Abstract

Pain can be experienced at every stage of cancer and its treatment (50% to 90%); about 19–39.1% of patients suffer from neuropathic pain and 75% from mixed pain. Due to different treatment strategy a proper diagnosis of pain is of high importance. Opioids with a pure agonist effect are used to treat moderate and severe nociceptive pain and adjuvant drugs in the first line treatment of neuropathic pain. Tapentadol is the only centrally acting opioid that combines two mechanisms of action — mu-opioid receptor (MO­R)-agonist and norepinephrine reuptake inhibitor (NRI) activities. This specificity of action particularly predisposes tapentadol for use in mixed pain as well as in the therapy of various pain syndromes, both in the mechanism of re­ceptor and neuropathic pain. The indication for the use of tapentadol is the treatment of chronic pain of high severity in adults, which can be properly controlled only after the use of opioid analgesics. In experimental and clinical studies, the efficacy and good safety profile of tapentadol was proofed, both in acute (somatic and visceral) and chronic pain syndromes, including neuropathic pain.
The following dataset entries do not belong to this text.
// src/chain.rs
// On-chain data model for Cetus CLMM pools and positions, plus the traits
// behind which chain access sits. The SDK itself never talks RPC; embedders
// implement these traits over their own Sui client and tests use in-memory
// fakes.

use crate::errors::SdkResult;
use async_trait::async_trait;
use serde::{Deserialize, Serialize};

/// Snapshot of a CLMM pool's pricing state.
#[derive(Debug, Clone, Serialize, Deserialize)]
pub struct ClmmPoolState {
    pub pool_address: String,
    pub coin_type_a: String,
    pub coin_type_b: String,
    pub current_tick_index: i32,
    /// sqrt(price) in X64 fixed point.
    pub current_sqrt_price: u128,
    pub tick_spacing: u32,
}

/// One liquidity position as read from chain.
#[derive(Debug, Clone, Serialize, Deserialize)]
pub struct Position {
    pub pool_address: String,
    pub coin_type_a: String,
    pub coin_type_b: String,
    pub liquidity: u128,
    pub tick_lower_index: i32,
    pub tick_upper_index: i32,
}

/// Parameters for opening a fresh position around the current price.
#[derive(Debug, Clone, PartialEq, Eq)]
pub struct OpenPositionParams {
    pub pool_address: String,
    pub tick_lower_index: i32,
    pub tick_upper_index: i32,
}

/// Parameters for a fix-one-side liquidity add, amounts in base units.
#[derive(Debug, Clone, PartialEq, Eq)]
pub struct AddLiquidityParams {
    pub pool_address: String,
    pub tick_lower_index: i32,
    pub tick_upper_index: i32,
    pub amount_a: u128,
    pub amount_b: u128,
    /// Slippage-inflated ceilings the transaction must not exceed.
    pub amount_a_max: u128,
    pub amount_b_max: u128,
    pub fix_amount_a: bool,
}

/// Transaction digest returned by a submitter.
#[derive(Debug, Clone, PartialEq, Eq)]
pub struct TxDigest(pub String);

/// Read access to pool pricing state.
#[async_trait]
pub trait PoolStateSource: Send + Sync {
    async fn pool_state(&self, pool_address: &str) -> SdkResult<ClmmPoolState>;
}

/// Read access to an owner's positions.
#[async_trait]
pub trait PositionSource: Send + Sync {
    async fn positions(&self, owner: &str) -> SdkResult<Vec<Position>>;
}

/// Transaction submission. Planning and submission are split so plans can be
/// inspected, logged or simulated before anything signs.
#[async_trait]
pub trait TxSubmitter: Send + Sync {
    async fn open_position(&self, params: &OpenPositionParams) -> SdkResult<TxDigest>;
    async fn add_liquidity(&self, params: &AddLiquidityParams) -> SdkResult<TxDigest>;
}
Most of the studies concern chronic non-cancer pain. In the present case, the aspect of the occurrence of mixed cancer pain in course of pancreatic cancer with coexisting chemotherapy-induced neuropathy (treated with gabapentin) is emphasized. Due to the lack of good visceral control the combined method was used with opioids i.e. fentanyl TTS and oxycodone. Neurolysis of the celiac plexus was performed, followed by followed by main opioid rotation for tapentadol PR, resulting in a reduction in basic (visceral and neuropathic pain), and a reduction in the severity of breakthrough pain episodes, which were controlled by rapid-acting transmucosal fentanyl.